Potrebbe far saltare il banco e lasciare l’Italia al suo destino. Sobriamente, per carità. Ritirandosi, per tornare a fare il prof, o puntando a ben altre e più prestigiose cariche, magari in ambito europeo. Si dice che stia stanco. Pensava di sistemare il Paese con poche e rapide mosse. E, invece, niente. Le alchimie partitiche cui, suo malgrado, deve prestare attenzione, inoltre, lo disgustano. Potrebbe – è un’altra ipotesi – dar vita ad un Monti-bis. Fuori i tecnici, dentro i politici. Del resto, pare che gran parte degli esponenti del suo governo non lo infastidiscano meno dei politici con cui deve avere a che fare. Troppi errori, troppo pressapochismo, troppo protagonismo. Abbiamo chiesto a Paolo Franchi cosa, realisticamente, potrebbe passare per la testa del premier Monti e quali scenari futuri si prefigurano.



Monti, secondo lei, regge?

Lui, effettivamente, dà segni di stanchezza e tensione. Non vedo, sinceramente, tuttavia, chi possa essere, nell’attuale maggioranza che lo sostiene, nelle condizioni di potergli togliere la fiducia. L’eventualità metterebbe il Paese in ginocchio. E, per chi si rendesse colpevole di un tale misfatto, si tratterebbe di un suicidio politico.



L’ipotesi di un Monti-bis con un governo politico è plausibile?

E’ impressione diffusa che gran parte dei cosiddetti ministri tecnici non siano realmente dotati delle capacità che gli erano state attribuite. Sta di fatto che un’operazione del genere non può di certo essere compiuta al buio. Sarebbe necessario, tanto per cominciare, l’avvallo del Quirinale. In secondo luogo, i partiti dovrebbero essere convinti della necessità e, di conseguenza, accordarsi.

Quindi?

L’alternativa vera e propria è tra le elezioni anticipate e la conclusione naturale della legislatura. Credo che la seconda ipotesi, pur tra tutte le difficoltà, allo stato attuale sia di gran lunga la più probabile. A questo punto, infatti, l’unico in grado di poter determinare le condizioni per il voto anticipato dovrebbe essere lo stesso Monti. Ma lei se lo immagina il premier che dice: “ora mollo tutto e vado a casa”?



No

Ecco, diciamo che si tratta,  per il momento, di scenari verosimili ma altamente improbabili.

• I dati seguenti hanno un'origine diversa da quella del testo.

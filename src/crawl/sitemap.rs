//! Sitemap discovery

use crate::error::{Error, Result};
use quick_xml::events::Event;
use quick_xml::Reader;
use std::collections::HashSet;

/// Fetch a sitemap and return the page URLs whose path contains `filter`
pub async fn discover(
    client: &reqwest::Client,
    sitemap_url: &str,
    filter: Option<&str>,
) -> Result<Vec<String>> {
    let sitemap_error = |reason: String| Error::Sitemap {
        url: sitemap_url.to_string(),
        reason,
    };

    tracing::info!("Fetching sitemap: {}", sitemap_url);
    let response = client
        .get(sitemap_url)
        .send()
        .await
        .map_err(|e| sitemap_error(e.to_string()))?;

    if !response.status().is_success() {
        return Err(sitemap_error(format!("HTTP {}", response.status())));
    }

    let xml = response
        .text()
        .await
        .map_err(|e| sitemap_error(e.to_string()))?;

    let all_urls = parse_locations(&xml).map_err(sitemap_error)?;
    tracing::info!("Total URLs in sitemap: {}", all_urls.len());

    let filtered = filter_urls(all_urls, filter);
    tracing::info!("Pages after filtering: {}", filtered.len());

    Ok(filtered)
}

/// Collect every `<loc>` value in document order, without duplicates
pub fn parse_locations(xml: &str) -> std::result::Result<Vec<String>, String> {
    let mut reader = Reader::from_str(xml);
    reader.config_mut().trim_text(true);

    let mut urls: Vec<String> = Vec::new();
    let mut seen: HashSet<String> = HashSet::new();
    let mut in_loc = false;

    loop {
        match reader.read_event() {
            Ok(Event::Start(e)) if e.local_name().as_ref() == b"loc" => in_loc = true,
            Ok(Event::End(e)) if e.local_name().as_ref() == b"loc" => in_loc = false,
            Ok(Event::Text(e)) if in_loc => {
                let url = e.unescape().map_err(|e| e.to_string())?.trim().to_string();
                if !url.is_empty() && seen.insert(url.clone()) {
                    urls.push(url);
                }
            }
            Ok(Event::CData(e)) if in_loc => {
                let url = String::from_utf8_lossy(&e.into_inner()).trim().to_string();
                if !url.is_empty() && seen.insert(url.clone()) {
                    urls.push(url);
                }
            }
            Ok(Event::Eof) => break,
            Err(e) => {
                return Err(format!(
                    "XML error at position {}: {}",
                    reader.error_position(),
                    e
                ))
            }
            _ => {}
        }
    }

    Ok(urls)
}

/// Keep the URLs whose path contains `filter`
pub fn filter_urls(urls: Vec<String>, filter: Option<&str>) -> Vec<String> {
    let Some(filter) = filter else {
        return urls;
    };

    urls.into_iter()
        .filter(|url| url_path(url).contains(filter))
        .collect()
}

/// Path component of a URL, or the whole string if it has no scheme
fn url_path(url: &str) -> &str {
    let Some((_, rest)) = url.split_once("://") else {
        return url;
    };
    let path = match rest.find('/') {
        Some(slash) => &rest[slash..],
        None => "/",
    };
    path.split(['?', '#']).next().unwrap_or(path)
}
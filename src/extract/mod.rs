//! Code sample extraction from documentation pages
//!
//! This module handles:
//! - Locating code blocks in parsed HTML
//! - Recovering their text with layout line breaks restored
//! - Filtering by the language encoded in each block's label
//! - Fingerprinting the canonical text

pub mod label;
pub mod locate;
pub mod page;
pub mod text;

pub use label::SnippetLabel;
pub use locate::{CodeBlock, CodeBlockLocator};
pub use page::{PageExtractor, PageResult, RawSnippet, SiteResult, SnippetEntry};
pub use text::block_text;

use sha2::{Digest, Sha256};

/// Compute a stable hash for content
///
/// SHA-256 over the UTF-8 bytes, rendered as lowercase hex.
pub fn content_hash(content: &str) -> String {
    let mut hasher = Sha256::new();
    hasher.update(content.as_bytes());
    hex::encode(hasher.finalize())
}

#[cfg(test)]
mod tests {
    use super::*;

    #[test]
    fn test_content_hash_is_stable() {
        let a = content_hash("const a = 1;\n");
        let b = content_hash("const a = 1;\n");
        assert_eq!(a, b);
        assert_eq!(a.len(), 64);
        assert!(a.chars().all(|c| c.is_ascii_hexdigit() && !c.is_ascii_uppercase()));
    }

    #[test]
    fn test_content_hash_known_value() {
        assert_eq!(
            content_hash(""),
            "e3b0c44298fc1c149afbf4c8996fb92427ae41e4649b934ca495991b7852b855"
        );
    }

    #[test]
    fn test_single_character_changes_hash() {
        assert_ne!(content_hash("const a = 1;\n"), content_hash("const a = 2;\n"));
    }
}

Il direttore di Libero, Maurizio Belpietro, ipotizza, nel caso di rinuncia di Monti ad un ritorno di Prodi

Non vedo perché il Pd dovrebbe ripescare un personaggio che ha fatto il suo tempo e non, piuttosto, un profilo tecnico più consono alla mentalità e alla cultura del partito. Se parliamo di uno scenario post-elettorale, inoltre, considero l’eventualità praticamente impossibile. Se, infatti, il Pd dovesse uscire vincitore dalle urne, non avrebbe alcun motivo per non indicare alla presidenza del Consiglio il suo esponente più rappresentativo. Quindi, Bersani. Che, dal canto suo da tempo, sta lavorando proprio per questo.

Se la legislatura giungerà al termine, invece, su queste pagine, Piero Sansonetti si è detto convinto  che, quasi certamente, si andrà incontro all’ennesimo governo tecnico

Se è per quello, stando ai recenti sondaggi, potremmo avere anche Grillo come secondo – se non, addirittura, primo – partito. Il problema è che, pur vivendo in scenari tendenti al catastrofico, continuiamo a parlare come nulla fosse di alleanze, maggioranze e governi.  Eppure, ad oggi, non sappiamo quale sarà il quadro politico da qui alle elezioni. Né, tantomeno, con che legge si andrà a votare. Ciò detto, in Italia, a differenza degli altri Paesi europei, la crisi democratica è decisamente più acuta. Per cui, un altro governo che non sia espressione della volontà popolare è molto probabile. C’è, tuttavia, un grosso ostacolo.

Cioè?

Monti è arrivato in un contesto ben preciso. E’ stato chiamato per sanare l’emergenza e far riacquisire al Paese quella credibilità che il governo precedente non era più un grado di assicurare. Ma si trattava, appunto, di un’emergenza. Ora, dovremmo immaginare che, all’indomani delle elezioni politiche, convocate per dar vita ad un Parlamento che esprima una maggioranza di governo, si instauri nuovamente una seconda compagine tecnica. Se già adesso parliamo di crisi democratica, in tal caso, di cosa dovremmo parlare? Certo, ribadisco che non siamo in tempi di pace ma “di guerra”, ove tutto è possibile.